The hack was either a State-Sponsored attack (SSA) or conducted by a crime organization, penetrating the company’s firewall to find sensitive info. Physical addresses, driver’s licenses and passport numbers were amongst the intel obtained. No ransom was paid despite the hacker’s demand for US $1.5MM. However, the cost for Optus to settle the resulting class action lawsuit could be between $5B and $20B, with payments per individual of between $5,000 to $20,000.

In October, Australia’s largest health insurance provider was hacked. Medibank holds the private records of every client, past and present, affecting 10 million victims. All were visible to the assailants – including those belonging to foreign students.

Reports show, beyond the personal data obtained, “Significant amounts of customers’ health data was compromised as well.” This includes health claims data, Medicare card numbers, and policy numbers. Following these infringements, Australia’s government moved to make companies more accountable. The Attorney-General wants penalties “three times the value of the benefit obtained through misuse of data, or 30 per cent of a company’s adjusted turnover in the relevant period” – whichever is higher, up to the maximum fines of $50MM against repeatedly breached companies.

Medibank’s stock price plummeted 14%, which was the sharpest drop for the company in a single day since it started trading shares. The company is still investigating; however, it believes a criminal organization compromised user credentials. It then started payment negotiations after stealing data. Police warned Medibank not to pay the cyber extortionist. In November, the hackers followed through on a threat to pay the ransom within 24-hours or they would publicly release the stolen data. Millions of health records were posted on the dark web. The cost to remediate the damage caused by the breach is expected to be $150MM.

As for repeat breaches, the Costa Rican Government declared a state of emergency in May after its second cyberattack in as many months by the ransomware gangs, Conti. In its first assault, Conti demanded $10MM from the Ministry of Finance, which declined to pay. The second attack saw a single threat actor from the Ransomware-as-a-Service (RaaS) organization claiming responsibility.

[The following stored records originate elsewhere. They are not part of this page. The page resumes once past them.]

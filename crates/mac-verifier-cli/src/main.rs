use std::{
    fs,
    io::{self, Read},
    path::{Path, PathBuf},
    process::ExitCode,
};

use anyhow::{Context, Result};
use clap::{Parser, Subcommand};
use mac_verifier_core::{
    render_summary, CsvTable, DefaultClassifier, OutputFormat, SystemOpener, VerifierSettings,
    CHECKED_SUFFIX, NETWORK_MARKER,
};
use tracing::debug;
use tracing_subscriber::EnvFilter;

#[derive(Parser, Debug)]
#[command(
    name = "mac-verifier",
    author,
    version,
    about = "Wireless Network Scan MAC Verifier"
)]
struct Cli {
    /// Settings file (TOML, YAML or JSON) controlling whether checked files are opened
    #[arg(long, value_name = "FILE", global = true)]
    config: Option<PathBuf>,

    #[command(subcommand)]
    command: Commands,
}

#[derive(Subcommand, Debug)]
enum Commands {
    /// Check scan exports against a list of known MACs
    Check {
        /// Scan exports (CSV) to check
        #[arg(value_name = "INPUT", required = true)]
        inputs: Vec<PathBuf>,

        /// File with known MACs, one per line; `-` or omitted reads stdin
        #[arg(long = "known-macs", value_name = "FILE")]
        known_macs: Option<PathBuf>,

        /// Emit the summary as JSON instead of human-readable text
        #[arg(long)]
        json: bool,

        /// Never open checked files, even when bad MACs are found
        #[arg(long)]
        no_open: bool,
    },
    /// Print the effective settings
    Settings {
        /// Emit settings as JSON instead of human-readable text
        #[arg(long)]
        json: bool,
    },
}

fn main() -> Result<ExitCode> {
    init_tracing();
    let cli = Cli::parse();
    let settings = load_settings(cli.config.as_deref())?;
    match cli.command {
        Commands::Check {
            inputs,
            known_macs,
            json,
            no_open,
        } => check(settings, &inputs, known_macs.as_deref(), json, no_open),
        Commands::Settings { json } => {
            show_settings(&settings, json)?;
            Ok(ExitCode::SUCCESS)
        }
    }
}

fn load_settings(path: Option<&Path>) -> Result<VerifierSettings> {
    let settings = match path {
        Some(path) => config::Config::builder()
            .add_source(config::File::from(path))
            .build()
            .and_then(|cfg| cfg.try_deserialize::<VerifierSettings>())
            .with_context(|| format!("failed to load settings from {}", path.display()))?,
        None => VerifierSettings::default(),
    };
    Ok(settings)
}

fn check(
    mut settings: VerifierSettings,
    inputs: &[PathBuf],
    known_macs: Option<&Path>,
    json: bool,
    no_open: bool,
) -> Result<ExitCode> {
    if no_open {
        settings.open_on_mismatch = false;
    }
    let known_text = read_known_macs(known_macs)?;
    debug!(
        sources = inputs.len(),
        known_lines = known_text.split('\n').count(),
        "starting check"
    );

    let classifier = DefaultClassifier::with_settings(CsvTable::new(), settings);
    let report = classifier.classify_batch(inputs, &known_text, &SystemOpener);

    let format = if json {
        OutputFormat::Json
    } else {
        OutputFormat::Human
    };
    print!("{}", render_summary(&report, format)?);
    if json {
        println!();
    }

    Ok(if report.has_failures() {
        ExitCode::from(2)
    } else {
        ExitCode::SUCCESS
    })
}

/// Read the known MAC text the way a multi-line text box would hand it over.
fn read_known_macs(path: Option<&Path>) -> Result<String> {
    let raw = match path {
        Some(path) if path != Path::new("-") => fs::read_to_string(path)
            .with_context(|| format!("failed to read known MACs from {}", path.display()))?,
        _ => {
            let mut buffer = String::new();
            io::stdin()
                .read_to_string(&mut buffer)
                .context("failed to read known MACs from stdin")?;
            buffer
        }
    };
    Ok(normalize_known_text(&raw))
}

fn normalize_known_text(raw: &str) -> String {
    let unified = raw.replace("\r\n", "\n");
    match unified.strip_suffix('\n') {
        Some(stripped) => stripped.to_string(),
        None => unified,
    }
}

fn show_settings(settings: &VerifierSettings, json: bool) -> Result<()> {
    if json {
        println!("{}", serde_json::to_string_pretty(settings)?);
        return Ok(());
    }
    println!("marker           : {NETWORK_MARKER}");
    println!("output suffix    : {CHECKED_SUFFIX}");
    println!("open on mismatch : {}", settings.open_on_mismatch);
    Ok(())
}

fn init_tracing() {
    let env_filter = EnvFilter::try_from_default_env().unwrap_or_else(|_| EnvFilter::new("info"));
    let _ = tracing_subscriber::fmt()
        .with_env_filter(env_filter)
        .with_writer(io::stderr)
        .try_init();
}
use std::path::Path;

use tracing::{debug, info, instrument};

use super::{
    annotate, checked_output_path, csv_table::CsvTable, ClassificationResult, Classifier,
    ClassifyError, KnownIdentifiers, RecordSink, RecordSource, VerifierSettings, CHECKED_SUFFIX,
    NETWORK_MARKER,
};

/// Classifier reading and writing through a pluggable table backend (CSV by default).
pub struct DefaultClassifier<T = CsvTable> {
    table: T,
    settings: VerifierSettings,
}

impl DefaultClassifier<CsvTable> {
    pub fn new() -> Self {
        Self::with_settings(CsvTable::new(), VerifierSettings::default())
    }
}

impl Default for DefaultClassifier<CsvTable> {
    fn default() -> Self {
        Self::new()
    }
}

impl<T> DefaultClassifier<T>
where
    T: RecordSource + RecordSink,
{
    pub fn with_settings(table: T, settings: VerifierSettings) -> Self {
        Self { table, settings }
    }

    pub fn settings(&self) -> &VerifierSettings {
        &self.settings
    }

    /// Classify one source against an already parsed allow-list.
    #[instrument(name = "classify_source", skip(self, source, known), fields(source = %source.display()))]
    pub fn classify_with(
        &self,
        source: &Path,
        known: &KnownIdentifiers,
    ) -> Result<ClassificationResult, ClassifyError> {
        let records =
            self.table
                .load_records(source)
                .map_err(|err| ClassifyError::SourceLoad {
                    path: source.to_path_buf(),
                    source: err,
                })?;
        let total = records.len();
        let annotated = annotate(records, known, NETWORK_MARKER);
        debug!(total, retained = annotated.len(), "filtered scan rows");

        let output = checked_output_path(source, CHECKED_SUFFIX);
        self.table
            .store_records(&output, &annotated)
            .map_err(|err| ClassifyError::Write {
                path: output.clone(),
                source: err,
            })?;

        let result = ClassificationResult::from_records(source.to_path_buf(), output, &annotated);
        info!(
            output = %result.output.display(),
            records = result.records,
            mismatches = result.mismatches,
            "wrote checked scan"
        );
        Ok(result)
    }
}

impl<T> Classifier for DefaultClassifier<T>
where
    T: RecordSource + RecordSink,
{
    fn classify(
        &self,
        source: &Path,
        known_text: &str,
    ) -> Result<ClassificationResult, ClassifyError> {
        let known = KnownIdentifiers::parse(known_text);
        self.classify_with(source, &known)
    }
}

One report noted, “In the first two days of the attack alone, the Costa Rican Chamber of Foreign Commerce estimated losses of over $125 million.” To try pressure the newly elected President to pay, the attackers sent an intimidating message saying it would be able to overthrow Costa Rica’s government if ransom wasn’t paid, raising the amount to $20MM.

The Conti attack prompted the US government to offer rewards of up to $10MM for identifying information on the location of Conti leadership and a further $5MM if the intelligence leads to arrest of any conspirators in a Conti ransomware incident in any country.

“This type of attack is designed to be controlled remotely. Malware operators hack into a network and gain domain and administrator credentials, locking and encrypting the entire hard drive.” Conti leaked more than 670 gigabytes of data on May 20th from Costa Rican government servers.”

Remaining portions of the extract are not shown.